Ability to provide “instantly matching balancing power” to a disrupted grid — thereby averting a blackout and all the ensuing societal mayhem — is another strength of natural gas–fired power plants. They’re also highly efficient, require relatively very little land, and are one of only two generation sources able to replace the reliable, baseload production of coal-fired power plants.

In its “2021 Long-Term Energy Assessment,” the North American Electric Reliability Corporation (NERC) put it plainly: “Natural gas is the reliability ‘fuel that keeps the lights on,’ and natural gas policy must reflect this reality.”

As the following graph shows, Spain’s grid did not reflect that reality. Bloomberg energy columnist Javier Blas showed that, “Before the outage hit, Spain was running its grid with very little dispatchable spinning generation, and therefore no[t] much inertia.”

Power generation on the Spanish grid just prior to the blackout

Screenshot

Draw the right lesson from Spain

North Carolina policymakers should be paying attention to the Spanish power woes and NERC’s declaration about policy reflecting the reality of needing reliable natural gas to keep the lights on. North Carolina law calls for least-cost and reliable electricity, and filling those requirements requires access to reliable, dispatchable natural gas–fired power plants. Unfortunately, the state has seen an activist executive branch work to stymie natural gas pipeline projects and power plants. Several recent instances are recounted in the new report from the John Locke Foundation’s Center for Food, Power, and Life (CFPL), “Power Plays: How an Activist Bureaucracy Obstructs NC’s Energy Future, and What to Do About It.”

The glaring lesson from Spain is that the grid cannot be dependent upon fickle, weather-affected renewables.

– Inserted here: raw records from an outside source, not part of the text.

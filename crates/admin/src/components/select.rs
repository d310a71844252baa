//! Options for `<select>` inputs.

use vetdesk_core::{AppointmentStatus, DecoratorKind, Role, TriageSeverity, TriageStatus};

/// One `<option>`.
#[derive(Debug, Clone, PartialEq, Eq)]
pub struct SelectOption {
    pub value: String,
    pub label: String,
    pub selected: bool,
}

impl SelectOption {
    /// Option marked selected when `value` equals `current`.
    #[must_use]
    pub fn new(value: impl Into<String>, label: impl Into<String>, current: &str) -> Self {
        let value = value.into();
        Self {
            selected: !current.is_empty() && value == current,
            value,
            label: label.into(),
        }
    }

    /// Options from `(value, label)` pairs.
    pub fn list<I, V, L>(items: I, current: &str) -> Vec<Self>
    where
        I: IntoIterator<Item = (V, L)>,
        V: Into<String>,
        L: Into<String>,
    {
        items
            .into_iter()
            .map(|(value, label)| Self::new(value, label, current))
            .collect()
    }

    /// Options for every variant of a wire enum.
    #[must_use]
    pub fn choices<T: Choice>(current: &str) -> Vec<Self> {
        T::all()
            .iter()
            .map(|c| Self::new(c.value(), c.label(), current))
            .collect()
    }
}

/// An enum that can be offered in a select input.
pub trait Choice: Copy + 'static {
    fn all() -> &'static [Self];
    fn value(self) -> &'static str;
    fn label(self) -> &'static str;
}

impl Choice for Role {
    fn all() -> &'static [Self] {
        &Self::ALL
    }
    fn value(self) -> &'static str {
        self.as_str()
    }
    fn label(self) -> &'static str {
        Self::label(self)
    }
}

macro_rules! impl_choice {
    ($($ty:ty),+) => {
        $(
            impl Choice for $ty {
                fn all() -> &'static [Self] {
                    Self::ALL
                }
                fn value(self) -> &'static str {
                    self.as_str()
                }
                fn label(self) -> &'static str {
                    <$ty>::label(self)
                }
            }
        )+
    };
}

impl_choice!(AppointmentStatus, TriageSeverity, TriageStatus, DecoratorKind);

#[cfg(test)]
mod tests {
    use super::*;

    #[test]
    fn test_choices_mark_current_value() {
        let options = SelectOption::choices::<TriageSeverity>("high");
        assert_eq!(options.len(), 4);
        let selected: Vec<_> = options.iter().filter(|o| o.selected).collect();
        assert_eq!(selected.len(), 1);
        assert_eq!(selected[0].label, "High");
    }

    #[test]
    fn test_blank_current_selects_nothing() {
        let options = SelectOption::list([("", "Any"), ("dog", "Dog")], "");
        assert!(options.iter().all(|o| !o.selected));
    }
}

Though advocates might attempt to say otherwise, the lesson isn’t to demand a complete rebuild of transmission lines to accommodate running North Carolina’s grid on solar, wind, and batteries. Such an idea would flunk affordability as well as reliability. As the CFPL’s “Lighting the Path” report showed, the 100 percent renewable scenario would already require “a 58 to 76 percent increase in transmission infrastructure” — more than 12,500 miles of new transmission lines.

The “Power Plays” report concludes with several recommendations to ensure that people come first in North Carolina’s electricity policy. After all, our power grid exists to serve the people, not special interests.